I guess that you, in fact, want a non-greedy version of many(). A sort of the *? operator in regexps in addition to *, right? A regexp equivalent of this would be x*?xx. Then you could have written something like this:

>>> x = a("x")
>>> def non_greedy_many(p):
...     # Fake implementation for a single case
...     return a("x") >> list
>>> many_x_then_x = non_greedy_many(x) + x + x
>>> many_x_then_x.parse("xxx")
(['x'], 'x', 'x')

The problem is that I currenlty have no idea how to implement it easily, since + in funcparserlib doesn't support any backtracking.

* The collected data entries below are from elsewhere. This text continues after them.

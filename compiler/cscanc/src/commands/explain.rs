//! The `explain` command: display documentation for an error code.

use std::process::ExitCode;

use cscan_diagnostic::{ErrorDocs, ErrorKind};

use super::{fail, CommandError};

/// Print the documentation for `code_str` (`E0003` or `UnterminatedLiteral`).
pub fn explain_error(code_str: &str) -> ExitCode {
    match explain_text(code_str) {
        Ok(doc) => {
            println!("{doc}");
            ExitCode::SUCCESS
        }
        Err(err) => fail(&err),
    }
}

pub fn explain_text(code_str: &str) -> Result<&'static str, CommandError> {
    let kind: ErrorKind = code_str.parse().map_err(|_| {
        CommandError::Usage(format!(
            "unknown error code `{code_str}` (codes run from E0001 to E{:04})",
            ErrorKind::ALL.len()
        ))
    })?;
    ErrorDocs::get(kind).ok_or_else(|| {
        CommandError::Usage(format!("no documentation available for {}", kind.as_str()))
    })
}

Workaround 1. Extract the last x, x at the tree transformation level:

>>> x = a("x")
>>> def to_results(args):
...     x1, x2, xs = args
...     combined = [x1] + [x2] + xs
...     *rest, last1, last2 = combined
...     return rest, last1, last2
>>> many_x_then_x = x + x + many(x) >> to_results
>>> many_x_then_x.parse("xxx")
(['x'], 'x', 'x')
>>> many_x_then_x.parse("xx")
([], 'x', 'x')
>>> many_x_then_x.parse("x")
Traceback (most recent call last):
    ...
funcparserlib.parser.NoParseError: got unexpected end of input, expected: 'x'
>>> many_x_then_x.parse("")
Traceback (most recent call last):
    ...
funcparserlib.parser.NoParseError: got unexpected end of input, expected: 'x'
Kodiologist commented 2 years ago

It's been a long time (over a decade) since I touched Parsec and so perhaps I was wrong in thinking it can be done with try. But yes, a non-greedy repetition operator fits the bill here.